▶ The task
A single total is needed, the number of lines of this listing that contain the string "many".
= = = =
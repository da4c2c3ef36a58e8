//! Compatibility rules deciding whether two participants may be paired

use crate::types::{Gender, MatchAttributes, Participant, QueueEntry};

/// Trait for pairing compatibility rules
pub trait CompatibilityPolicy: Send + Sync {
    /// Whether `requester` may be paired with the queued `candidate`
    fn is_compatible(&self, requester: &Participant, candidate: &QueueEntry) -> bool;
}

/// Attribute-based compatibility
///
/// Two participants are compatible when:
/// - they speak the same language
/// - each side's gender preference, if any, is satisfied by the other
/// - neither has blocked the other
#[derive(Debug, Clone, Default)]
pub struct AttributeCompatibility {
    /// Treat an unknown gender as satisfying any preference
    pub lenient_unknown_gender: bool,
}

impl AttributeCompatibility {
    pub fn new() -> Self {
        Self::default()
    }

    pub fn lenient() -> Self {
        Self {
            lenient_unknown_gender: true,
        }
    }

    fn preference_satisfied(&self, preferred: Option<Gender>, actual: Option<Gender>) -> bool {
        match (preferred, actual) {
            (None, _) => true,
            (Some(wanted), Some(gender)) => wanted == gender,
            (Some(_), None) => self.lenient_unknown_gender,
        }
    }

    fn mutually_preferred(&self, a: &MatchAttributes, b: &MatchAttributes) -> bool {
        self.preference_satisfied(a.preferred_gender, b.gender)
            && self.preference_satisfied(b.preferred_gender, a.gender)
    }
}

impl CompatibilityPolicy for AttributeCompatibility {
    fn is_compatible(&self, requester: &Participant, candidate: &QueueEntry) -> bool {
        let theirs = &candidate.participant.attributes;
        let ours = &requester.attributes;

        ours.same_language(theirs)
            && self.mutually_preferred(ours, theirs)
            && !ours.blocked.contains(&candidate.participant.id)
            && !theirs.blocked.contains(&requester.id)
    }
}
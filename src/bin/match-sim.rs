//! Match Simulator CLI Tool
//!
//! Runs simulated participants concurrently against an in-memory engine and
//! checks the pairing invariants on the results.
//!
//! Usage:
//!   cargo run --bin match-sim -- --help
//!   cargo run --bin match-sim run --participants 200 --languages en,ko --seed 7
//!   cargo run --bin match-sim scenario

use std::collections::HashMap;
use std::sync::Arc;
use std::time::Duration;

use anyhow::{anyhow, Result};
use clap::{Parser, Subcommand};
use tandem_match::matching::{MatchEngine, MatchingConfig, UniformSelector};
use tandem_match::store::{InMemoryQueueStore, InMemoryRoomRegistry};
use tandem_match::types::{MatchAttributes, MatchOutcome, MatchRequest, ParticipantId, RoomId};
use tokio::time::Instant;

#[derive(Parser)]
#[command(name = "match-sim")]
#[command(about = "Concurrent pairing simulator for the tandem-match engine")]
struct Cli {
    #[command(subcommand)]
    command: Commands,
}

#[derive(Subcommand)]
enum Commands {
    /// Run many participants polling concurrently until matched
    Run {
        /// Number of participants
        #[arg(short, long, default_value = "100")]
        participants: usize,
        /// Comma-separated languages assigned round-robin
        #[arg(short, long, default_value = "en")]
        languages: String,
        /// Delay between polls of a pending participant, in milliseconds
        #[arg(long, default_value = "5")]
        poll_ms: u64,
        /// Give up on a participant after this many seconds
        #[arg(long, default_value = "10")]
        timeout_secs: u64,
        /// Pairing attempts per request
        #[arg(long, default_value = "3")]
        max_attempts: u32,
        /// Seed for candidate selection
        #[arg(long)]
        seed: Option<u64>,
    },
    /// Walk through a two-participant example step by step
    Scenario,
}

/// What one simulated participant ended up with
#[derive(Debug, Clone)]
struct SimResult {
    participant_id: ParticipantId,
    outcome: MatchOutcome,
    polls: u32,
}

fn build_engine(max_attempts: u32, seed: Option<u64>) -> MatchEngine {
    let selector = match seed {
        Some(seed) => UniformSelector::seeded(seed),
        None => UniformSelector::new(),
    };

    MatchEngine::new(
        Arc::new(InMemoryQueueStore::new()),
        Arc::new(InMemoryRoomRegistry::new()),
    )
    .with_selector(Arc::new(selector))
    .with_config(MatchingConfig {
        max_attempts,
        ..MatchingConfig::default()
    })
}

async fn poll_until_matched(
    engine: Arc<MatchEngine>,
    request: MatchRequest,
    poll_interval: Duration,
    deadline: Instant,
) -> Result<SimResult> {
    let mut polls = 0;

    loop {
        polls += 1;
        let outcome = engine.request_match(request.clone()).await?;

        if outcome.is_matched() || Instant::now() >= deadline {
            return Ok(SimResult {
                participant_id: request.participant_id.clone(),
                outcome,
                polls,
            });
        }

        tokio::time::sleep(poll_interval).await;
    }
}

/// Check that rooms hold exactly two participants who name each other
fn verify(results: &[SimResult]) -> Vec<String> {
    let mut violations = Vec::new();
    let mut rooms: HashMap<RoomId, Vec<(&ParticipantId, &ParticipantId)>> = HashMap::new();

    for result in results {
        if let MatchOutcome::Matched { room_id, partner_id } = &result.outcome {
            if partner_id == &result.participant_id {
                violations.push(format!("{} was matched with itself", partner_id));
            }
            rooms
                .entry(*room_id)
                .or_default()
                .push((&result.participant_id, partner_id));
        }
    }

    for (room_id, members) in &rooms {
        if members.len() > 2 {
            violations.push(format!("room {} has {} members", room_id, members.len()));
            continue;
        }
        if let [(a, a_partner), (b, b_partner)] = members.as_slice() {
            if a_partner != b || b_partner != a {
                violations.push(format!("room {} members disagree on partners", room_id));
            }
        }
    }

    violations
}

async fn run_simulation(
    participants: usize,
    languages: &str,
    poll_ms: u64,
    timeout_secs: u64,
    max_attempts: u32,
    seed: Option<u64>,
) -> Result<()> {
    let languages: Vec<&str> = languages
        .split(',')
        .map(str::trim)
        .filter(|l| !l.is_empty())
        .collect();
    if languages.is_empty() {
        return Err(anyhow!("At least one language is required"));
    }

    let engine = Arc::new(build_engine(max_attempts, seed));
    let deadline = Instant::now() + Duration::from_secs(timeout_secs);
    let started = Instant::now();

    println!(
        "🚀 Simulating {} participants across {} language(s)",
        participants,
        languages.len()
    );

    let handles: Vec<_> = (0..participants)
        .map(|i| {
            let engine = engine.clone();
            let language = languages[i % languages.len()];
            let request = MatchRequest::new(
                format!("sim_{:05}", i),
                MatchAttributes::for_language(language),
            );
            tokio::spawn(poll_until_matched(
                engine,
                request,
                Duration::from_millis(poll_ms),
                deadline,
            ))
        })
        .collect();

    let mut results = Vec::with_capacity(participants);
    for handle in handles {
        results.push(handle.await??);
    }

    let matched = results.iter().filter(|r| r.outcome.is_matched()).count();
    let total_polls: u32 = results.iter().map(|r| r.polls).sum();
    let stats = engine.get_stats().await?;

    println!("📊 Results after {:.2}s", started.elapsed().as_secs_f64());
    println!("   Matched: {}/{}", matched, participants);
    println!("   Still waiting: {}", stats.participants_waiting);
    println!("   Rooms: {}", stats.rooms_total);
    println!("   Requests: {} (polls: {})", stats.match_requests, total_polls);
    println!("   Candidate races: {}", stats.candidate_races);
    println!("   Self-match faults: {}", stats.self_match_faults);

    let violations = verify(&results);
    if violations.is_empty() {
        println!("✅ No participant ended up in two rooms");
        Ok(())
    } else {
        for violation in &violations {
            eprintln!("❌ {}", violation);
        }
        Err(anyhow!("{} invariant violation(s)", violations.len()))
    }
}

async fn run_scenario() -> Result<()> {
    let engine = build_engine(3, Some(1));
    let en = MatchAttributes::for_language("en");

    println!("1️⃣  u1 asks for a partner on an empty queue");
    let first = engine
        .request_match(MatchRequest::new("u1", en.clone()))
        .await?;
    println!("   → {:?}", first);

    println!("2️⃣  u2 asks for a partner");
    let second = engine
        .request_match(MatchRequest::new("u2", en.clone()))
        .await?;
    println!("   → {:?}", second);

    println!("3️⃣  u1 asks again and learns its room");
    let third = engine.request_match(MatchRequest::new("u1", en)).await?;
    println!("   → {:?}", third);

    if second.room_id().is_none() || second.room_id() != third.room_id() {
        return Err(anyhow!("u1 and u2 did not end up in the same room"));
    }

    println!("✅ Both participants share room {:?}", second.room_id());
    Ok(())
}

#[tokio::main]
async fn main() -> Result<()> {
    tracing_subscriber::fmt()
        .with_env_filter(
            tracing_subscriber::EnvFilter::try_from_default_env()
                .unwrap_or_else(|_| "warn".into()),
        )
        .init();

    let cli = Cli::parse();

    match cli.command {
        Commands::Run {
            participants,
            languages,
            poll_ms,
            timeout_secs,
            max_attempts,
            seed,
        } => {
            run_simulation(
                participants,
                &languages,
                poll_ms,
                timeout_secs,
                max_attempts,
                seed,
            )
            .await
        }
        Commands::Scenario => run_scenario().await,
    }
}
= = = =
▶ Result of this task
2